→ **What to produce**: Below is a listing; repeat exactly the lines from the one containing "filename safekid-core/src/types.rs" to the one containing "pub type AccountId = u64;", both included.

========================================================================

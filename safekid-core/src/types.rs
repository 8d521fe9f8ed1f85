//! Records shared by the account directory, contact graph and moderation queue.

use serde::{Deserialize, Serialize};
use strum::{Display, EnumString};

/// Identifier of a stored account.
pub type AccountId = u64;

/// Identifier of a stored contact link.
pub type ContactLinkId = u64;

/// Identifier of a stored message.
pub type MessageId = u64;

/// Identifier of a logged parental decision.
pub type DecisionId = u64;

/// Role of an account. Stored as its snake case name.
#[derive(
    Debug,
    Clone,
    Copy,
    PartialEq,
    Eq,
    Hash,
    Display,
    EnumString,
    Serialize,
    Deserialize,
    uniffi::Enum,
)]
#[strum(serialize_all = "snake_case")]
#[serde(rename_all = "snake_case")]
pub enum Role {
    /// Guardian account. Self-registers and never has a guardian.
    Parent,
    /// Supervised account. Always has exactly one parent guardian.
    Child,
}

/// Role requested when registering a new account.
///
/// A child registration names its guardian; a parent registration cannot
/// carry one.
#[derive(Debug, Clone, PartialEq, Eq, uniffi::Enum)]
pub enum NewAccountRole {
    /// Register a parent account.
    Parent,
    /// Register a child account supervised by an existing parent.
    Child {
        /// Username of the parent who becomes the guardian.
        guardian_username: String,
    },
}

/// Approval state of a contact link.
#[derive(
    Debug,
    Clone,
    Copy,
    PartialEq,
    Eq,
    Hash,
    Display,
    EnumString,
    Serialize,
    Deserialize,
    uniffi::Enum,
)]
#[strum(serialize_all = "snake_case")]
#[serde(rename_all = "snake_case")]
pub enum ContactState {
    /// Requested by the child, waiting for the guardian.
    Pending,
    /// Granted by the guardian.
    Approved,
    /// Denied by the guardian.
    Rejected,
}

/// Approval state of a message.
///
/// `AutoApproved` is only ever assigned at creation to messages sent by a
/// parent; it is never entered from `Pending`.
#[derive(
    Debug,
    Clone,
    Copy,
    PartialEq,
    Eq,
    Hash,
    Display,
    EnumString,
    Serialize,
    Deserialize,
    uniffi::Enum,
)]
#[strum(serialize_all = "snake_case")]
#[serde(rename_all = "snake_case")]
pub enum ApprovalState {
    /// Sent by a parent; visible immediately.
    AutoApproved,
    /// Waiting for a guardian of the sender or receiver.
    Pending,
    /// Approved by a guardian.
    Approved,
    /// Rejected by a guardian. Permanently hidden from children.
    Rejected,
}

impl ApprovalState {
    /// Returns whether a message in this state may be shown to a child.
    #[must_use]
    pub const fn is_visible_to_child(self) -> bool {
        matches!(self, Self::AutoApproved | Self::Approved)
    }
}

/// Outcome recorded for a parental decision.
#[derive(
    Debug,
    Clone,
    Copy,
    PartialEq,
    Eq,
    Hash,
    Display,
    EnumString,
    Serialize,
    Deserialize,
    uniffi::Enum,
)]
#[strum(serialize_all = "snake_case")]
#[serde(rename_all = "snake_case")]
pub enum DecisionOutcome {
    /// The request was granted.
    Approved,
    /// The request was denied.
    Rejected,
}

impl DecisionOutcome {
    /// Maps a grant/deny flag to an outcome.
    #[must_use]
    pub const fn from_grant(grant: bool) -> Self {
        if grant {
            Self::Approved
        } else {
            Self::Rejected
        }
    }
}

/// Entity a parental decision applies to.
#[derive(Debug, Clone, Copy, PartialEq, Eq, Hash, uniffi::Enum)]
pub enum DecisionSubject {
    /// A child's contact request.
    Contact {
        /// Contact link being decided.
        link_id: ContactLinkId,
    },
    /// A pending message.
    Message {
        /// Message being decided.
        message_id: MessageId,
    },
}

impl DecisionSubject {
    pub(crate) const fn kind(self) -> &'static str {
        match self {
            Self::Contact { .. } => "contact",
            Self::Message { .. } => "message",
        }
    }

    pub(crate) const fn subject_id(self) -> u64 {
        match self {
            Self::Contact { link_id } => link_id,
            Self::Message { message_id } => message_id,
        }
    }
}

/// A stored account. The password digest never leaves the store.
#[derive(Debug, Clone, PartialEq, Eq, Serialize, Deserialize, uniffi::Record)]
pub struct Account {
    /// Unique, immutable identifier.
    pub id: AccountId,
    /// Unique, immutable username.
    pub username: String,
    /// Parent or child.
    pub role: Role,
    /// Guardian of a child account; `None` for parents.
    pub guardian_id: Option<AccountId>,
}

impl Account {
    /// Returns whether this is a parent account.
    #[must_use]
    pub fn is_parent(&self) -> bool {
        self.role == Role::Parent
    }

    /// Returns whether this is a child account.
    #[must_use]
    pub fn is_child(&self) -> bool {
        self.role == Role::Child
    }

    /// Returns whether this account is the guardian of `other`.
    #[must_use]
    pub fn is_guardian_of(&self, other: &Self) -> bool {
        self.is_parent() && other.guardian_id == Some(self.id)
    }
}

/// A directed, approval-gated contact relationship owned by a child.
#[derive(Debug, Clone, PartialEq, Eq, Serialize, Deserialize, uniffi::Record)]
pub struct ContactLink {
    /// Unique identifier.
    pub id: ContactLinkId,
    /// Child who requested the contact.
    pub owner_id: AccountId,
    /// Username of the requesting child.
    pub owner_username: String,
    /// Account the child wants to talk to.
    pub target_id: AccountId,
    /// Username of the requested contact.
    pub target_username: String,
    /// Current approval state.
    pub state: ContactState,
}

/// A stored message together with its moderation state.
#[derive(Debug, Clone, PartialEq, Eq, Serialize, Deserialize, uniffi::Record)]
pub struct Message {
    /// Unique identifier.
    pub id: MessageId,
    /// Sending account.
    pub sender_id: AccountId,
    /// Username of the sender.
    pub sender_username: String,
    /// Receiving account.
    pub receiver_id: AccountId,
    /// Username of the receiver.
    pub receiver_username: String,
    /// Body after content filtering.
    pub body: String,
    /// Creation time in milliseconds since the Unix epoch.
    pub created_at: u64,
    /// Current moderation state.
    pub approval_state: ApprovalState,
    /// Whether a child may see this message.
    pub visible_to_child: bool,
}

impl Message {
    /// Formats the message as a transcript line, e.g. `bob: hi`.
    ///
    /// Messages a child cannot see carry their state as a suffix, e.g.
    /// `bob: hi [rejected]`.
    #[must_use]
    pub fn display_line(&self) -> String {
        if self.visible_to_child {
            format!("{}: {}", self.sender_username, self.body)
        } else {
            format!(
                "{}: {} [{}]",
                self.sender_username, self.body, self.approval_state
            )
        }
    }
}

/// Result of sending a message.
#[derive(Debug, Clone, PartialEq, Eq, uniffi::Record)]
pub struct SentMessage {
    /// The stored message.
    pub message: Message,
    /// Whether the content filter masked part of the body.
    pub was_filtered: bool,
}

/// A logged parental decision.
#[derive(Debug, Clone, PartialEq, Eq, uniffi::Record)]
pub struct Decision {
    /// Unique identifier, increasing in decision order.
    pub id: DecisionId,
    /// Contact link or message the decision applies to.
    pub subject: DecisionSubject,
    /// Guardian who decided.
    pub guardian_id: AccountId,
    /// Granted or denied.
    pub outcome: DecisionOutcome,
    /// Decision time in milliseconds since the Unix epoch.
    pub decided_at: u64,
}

========================================================================

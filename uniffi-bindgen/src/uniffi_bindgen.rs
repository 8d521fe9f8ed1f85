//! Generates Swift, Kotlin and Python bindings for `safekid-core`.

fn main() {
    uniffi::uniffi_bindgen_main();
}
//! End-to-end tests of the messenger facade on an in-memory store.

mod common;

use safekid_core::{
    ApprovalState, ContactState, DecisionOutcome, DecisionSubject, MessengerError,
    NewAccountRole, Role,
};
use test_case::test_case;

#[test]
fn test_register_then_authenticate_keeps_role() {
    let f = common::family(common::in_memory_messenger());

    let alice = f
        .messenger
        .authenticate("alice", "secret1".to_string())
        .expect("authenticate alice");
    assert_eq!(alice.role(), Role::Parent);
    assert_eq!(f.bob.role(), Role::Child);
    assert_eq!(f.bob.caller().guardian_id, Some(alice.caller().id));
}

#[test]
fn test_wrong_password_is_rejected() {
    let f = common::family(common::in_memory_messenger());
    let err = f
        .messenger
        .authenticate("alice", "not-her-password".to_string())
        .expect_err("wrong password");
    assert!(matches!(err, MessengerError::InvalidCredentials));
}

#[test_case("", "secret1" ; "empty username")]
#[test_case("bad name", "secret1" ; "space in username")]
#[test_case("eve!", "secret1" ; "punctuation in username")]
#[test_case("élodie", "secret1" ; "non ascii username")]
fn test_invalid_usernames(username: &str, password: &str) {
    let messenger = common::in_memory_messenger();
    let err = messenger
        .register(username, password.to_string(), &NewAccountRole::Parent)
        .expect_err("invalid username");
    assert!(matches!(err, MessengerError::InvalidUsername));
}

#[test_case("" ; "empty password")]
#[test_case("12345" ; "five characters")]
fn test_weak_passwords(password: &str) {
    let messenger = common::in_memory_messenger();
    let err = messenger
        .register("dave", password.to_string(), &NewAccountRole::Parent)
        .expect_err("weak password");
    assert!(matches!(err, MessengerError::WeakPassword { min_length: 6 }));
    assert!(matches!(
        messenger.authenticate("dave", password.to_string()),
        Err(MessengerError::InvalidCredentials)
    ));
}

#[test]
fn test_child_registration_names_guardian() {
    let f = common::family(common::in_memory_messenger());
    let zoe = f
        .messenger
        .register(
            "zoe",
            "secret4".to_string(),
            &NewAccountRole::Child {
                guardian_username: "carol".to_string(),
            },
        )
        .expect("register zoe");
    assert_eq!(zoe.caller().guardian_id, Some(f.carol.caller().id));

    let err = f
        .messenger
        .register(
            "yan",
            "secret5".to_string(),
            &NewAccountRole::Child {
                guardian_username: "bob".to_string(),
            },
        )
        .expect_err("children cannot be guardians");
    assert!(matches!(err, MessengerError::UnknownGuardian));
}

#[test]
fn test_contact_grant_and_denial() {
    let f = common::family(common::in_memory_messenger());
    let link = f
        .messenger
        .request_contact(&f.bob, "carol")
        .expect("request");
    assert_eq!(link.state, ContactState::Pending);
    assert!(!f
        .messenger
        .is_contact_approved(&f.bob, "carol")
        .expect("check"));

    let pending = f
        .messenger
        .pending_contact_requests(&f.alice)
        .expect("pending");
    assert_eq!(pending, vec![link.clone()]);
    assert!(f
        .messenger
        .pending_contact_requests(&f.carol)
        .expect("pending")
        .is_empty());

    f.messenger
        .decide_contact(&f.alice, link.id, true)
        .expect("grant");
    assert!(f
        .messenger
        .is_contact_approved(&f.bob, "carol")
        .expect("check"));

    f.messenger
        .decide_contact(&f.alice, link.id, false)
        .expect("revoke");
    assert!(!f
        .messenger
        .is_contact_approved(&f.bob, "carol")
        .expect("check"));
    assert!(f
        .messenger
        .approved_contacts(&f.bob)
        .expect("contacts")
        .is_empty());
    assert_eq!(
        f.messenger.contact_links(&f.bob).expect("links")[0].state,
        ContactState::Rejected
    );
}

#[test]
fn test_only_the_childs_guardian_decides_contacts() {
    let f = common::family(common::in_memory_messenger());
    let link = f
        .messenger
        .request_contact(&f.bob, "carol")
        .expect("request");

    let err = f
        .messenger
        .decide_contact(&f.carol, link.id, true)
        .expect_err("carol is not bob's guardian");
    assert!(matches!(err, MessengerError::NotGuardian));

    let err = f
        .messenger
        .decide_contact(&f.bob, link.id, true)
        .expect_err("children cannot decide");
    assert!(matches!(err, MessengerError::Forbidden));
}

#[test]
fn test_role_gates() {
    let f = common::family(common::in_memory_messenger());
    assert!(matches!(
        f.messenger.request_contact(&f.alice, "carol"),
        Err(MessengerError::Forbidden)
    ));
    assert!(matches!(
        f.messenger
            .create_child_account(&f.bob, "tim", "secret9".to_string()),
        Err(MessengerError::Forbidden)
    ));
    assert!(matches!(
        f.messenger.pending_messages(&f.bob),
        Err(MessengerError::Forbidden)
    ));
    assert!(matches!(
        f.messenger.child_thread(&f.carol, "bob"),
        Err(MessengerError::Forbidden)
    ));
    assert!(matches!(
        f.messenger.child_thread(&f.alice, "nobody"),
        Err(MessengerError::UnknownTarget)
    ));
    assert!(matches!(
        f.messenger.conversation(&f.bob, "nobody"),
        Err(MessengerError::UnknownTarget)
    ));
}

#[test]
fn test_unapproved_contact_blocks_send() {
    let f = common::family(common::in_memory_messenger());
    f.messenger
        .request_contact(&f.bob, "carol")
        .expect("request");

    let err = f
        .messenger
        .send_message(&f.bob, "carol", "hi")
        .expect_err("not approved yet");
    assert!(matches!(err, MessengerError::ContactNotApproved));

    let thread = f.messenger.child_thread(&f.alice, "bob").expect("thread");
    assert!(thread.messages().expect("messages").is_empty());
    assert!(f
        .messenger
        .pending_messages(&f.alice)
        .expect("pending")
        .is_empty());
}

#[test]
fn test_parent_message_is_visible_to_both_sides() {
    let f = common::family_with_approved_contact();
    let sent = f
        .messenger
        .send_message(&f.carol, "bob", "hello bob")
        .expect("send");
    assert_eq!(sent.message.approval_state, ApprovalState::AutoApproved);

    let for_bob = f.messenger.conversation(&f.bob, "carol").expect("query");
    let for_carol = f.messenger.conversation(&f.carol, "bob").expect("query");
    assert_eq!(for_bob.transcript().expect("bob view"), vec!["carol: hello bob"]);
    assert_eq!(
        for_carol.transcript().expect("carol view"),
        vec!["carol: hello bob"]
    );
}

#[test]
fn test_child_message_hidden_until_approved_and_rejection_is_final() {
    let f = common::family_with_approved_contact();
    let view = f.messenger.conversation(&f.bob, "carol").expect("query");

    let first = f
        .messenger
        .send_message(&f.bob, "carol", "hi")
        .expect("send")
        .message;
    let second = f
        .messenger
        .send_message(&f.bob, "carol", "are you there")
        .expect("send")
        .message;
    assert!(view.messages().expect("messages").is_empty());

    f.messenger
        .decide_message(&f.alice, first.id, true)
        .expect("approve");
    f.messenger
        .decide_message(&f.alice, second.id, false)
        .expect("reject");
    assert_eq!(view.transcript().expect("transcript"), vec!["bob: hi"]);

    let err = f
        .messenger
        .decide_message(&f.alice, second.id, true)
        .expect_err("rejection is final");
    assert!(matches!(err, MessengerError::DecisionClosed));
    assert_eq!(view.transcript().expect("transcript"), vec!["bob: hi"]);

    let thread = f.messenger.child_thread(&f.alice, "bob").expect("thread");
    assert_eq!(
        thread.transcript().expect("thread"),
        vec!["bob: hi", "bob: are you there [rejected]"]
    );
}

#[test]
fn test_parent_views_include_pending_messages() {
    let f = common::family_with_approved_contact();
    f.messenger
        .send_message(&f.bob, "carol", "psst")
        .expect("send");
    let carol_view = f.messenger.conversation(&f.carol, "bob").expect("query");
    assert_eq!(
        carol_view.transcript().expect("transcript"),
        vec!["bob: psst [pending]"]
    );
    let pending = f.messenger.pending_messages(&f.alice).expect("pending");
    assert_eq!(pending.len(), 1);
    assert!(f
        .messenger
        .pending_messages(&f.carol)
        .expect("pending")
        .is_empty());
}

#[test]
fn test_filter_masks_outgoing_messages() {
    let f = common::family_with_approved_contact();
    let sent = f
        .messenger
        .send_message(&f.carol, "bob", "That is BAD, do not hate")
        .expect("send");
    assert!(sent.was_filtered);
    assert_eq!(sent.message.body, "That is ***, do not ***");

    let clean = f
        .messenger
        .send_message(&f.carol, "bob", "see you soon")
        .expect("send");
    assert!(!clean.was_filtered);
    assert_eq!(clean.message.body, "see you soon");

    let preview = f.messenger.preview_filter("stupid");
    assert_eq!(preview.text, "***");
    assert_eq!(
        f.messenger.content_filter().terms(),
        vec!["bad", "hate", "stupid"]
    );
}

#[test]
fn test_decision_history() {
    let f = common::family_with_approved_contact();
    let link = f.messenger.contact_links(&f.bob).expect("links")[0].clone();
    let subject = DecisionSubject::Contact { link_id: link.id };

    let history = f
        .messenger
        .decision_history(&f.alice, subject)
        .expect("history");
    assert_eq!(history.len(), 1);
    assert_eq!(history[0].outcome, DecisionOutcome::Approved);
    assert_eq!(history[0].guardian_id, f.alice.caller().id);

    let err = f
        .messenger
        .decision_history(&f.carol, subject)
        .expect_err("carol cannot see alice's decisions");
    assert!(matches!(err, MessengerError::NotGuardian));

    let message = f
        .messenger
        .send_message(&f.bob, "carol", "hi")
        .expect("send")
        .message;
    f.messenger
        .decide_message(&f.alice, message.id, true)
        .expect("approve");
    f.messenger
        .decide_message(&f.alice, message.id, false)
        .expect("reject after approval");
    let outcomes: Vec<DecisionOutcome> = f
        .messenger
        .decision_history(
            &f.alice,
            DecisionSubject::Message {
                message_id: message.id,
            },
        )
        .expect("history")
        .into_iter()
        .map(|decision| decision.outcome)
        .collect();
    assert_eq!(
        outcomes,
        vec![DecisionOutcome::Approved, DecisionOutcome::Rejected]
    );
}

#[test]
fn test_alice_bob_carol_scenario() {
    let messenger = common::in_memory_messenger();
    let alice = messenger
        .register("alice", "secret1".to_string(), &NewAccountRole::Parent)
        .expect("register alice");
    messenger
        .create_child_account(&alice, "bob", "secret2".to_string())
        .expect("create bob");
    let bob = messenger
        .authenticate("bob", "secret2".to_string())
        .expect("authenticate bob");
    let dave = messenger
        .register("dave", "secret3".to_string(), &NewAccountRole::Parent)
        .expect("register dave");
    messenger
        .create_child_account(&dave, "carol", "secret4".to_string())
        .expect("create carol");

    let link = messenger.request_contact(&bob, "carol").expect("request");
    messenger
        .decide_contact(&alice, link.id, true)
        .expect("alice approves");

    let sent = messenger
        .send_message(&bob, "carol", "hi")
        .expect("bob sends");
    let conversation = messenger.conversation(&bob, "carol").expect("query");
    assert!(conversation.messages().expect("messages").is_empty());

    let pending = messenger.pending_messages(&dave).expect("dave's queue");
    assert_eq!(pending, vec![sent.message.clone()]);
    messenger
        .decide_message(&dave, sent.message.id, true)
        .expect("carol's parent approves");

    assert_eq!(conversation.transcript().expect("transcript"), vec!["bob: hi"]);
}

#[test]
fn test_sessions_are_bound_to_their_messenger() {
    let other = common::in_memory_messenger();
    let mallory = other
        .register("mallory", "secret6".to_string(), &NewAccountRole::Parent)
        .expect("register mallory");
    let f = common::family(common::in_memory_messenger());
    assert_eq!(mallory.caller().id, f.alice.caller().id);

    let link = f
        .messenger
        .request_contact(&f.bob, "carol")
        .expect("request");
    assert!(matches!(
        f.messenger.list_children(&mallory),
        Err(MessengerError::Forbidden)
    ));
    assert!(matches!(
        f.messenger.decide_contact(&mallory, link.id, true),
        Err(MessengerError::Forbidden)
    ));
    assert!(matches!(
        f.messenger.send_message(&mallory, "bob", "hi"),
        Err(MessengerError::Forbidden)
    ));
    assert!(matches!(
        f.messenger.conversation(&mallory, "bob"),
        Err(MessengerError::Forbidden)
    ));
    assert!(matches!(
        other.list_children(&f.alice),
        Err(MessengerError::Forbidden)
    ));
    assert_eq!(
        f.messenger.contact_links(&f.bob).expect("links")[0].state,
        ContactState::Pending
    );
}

========================================================================

→ **Response to this exercise**:
filename safekid-core/src/types.rs
repository 8d521fe9f8ed1f85
//! Records shared by the account directory, contact graph and moderation queue.

use serde::{Deserialize, Serialize};
use strum::{Display, EnumString};

/// Identifier of a stored account.
pub type AccountId = u64;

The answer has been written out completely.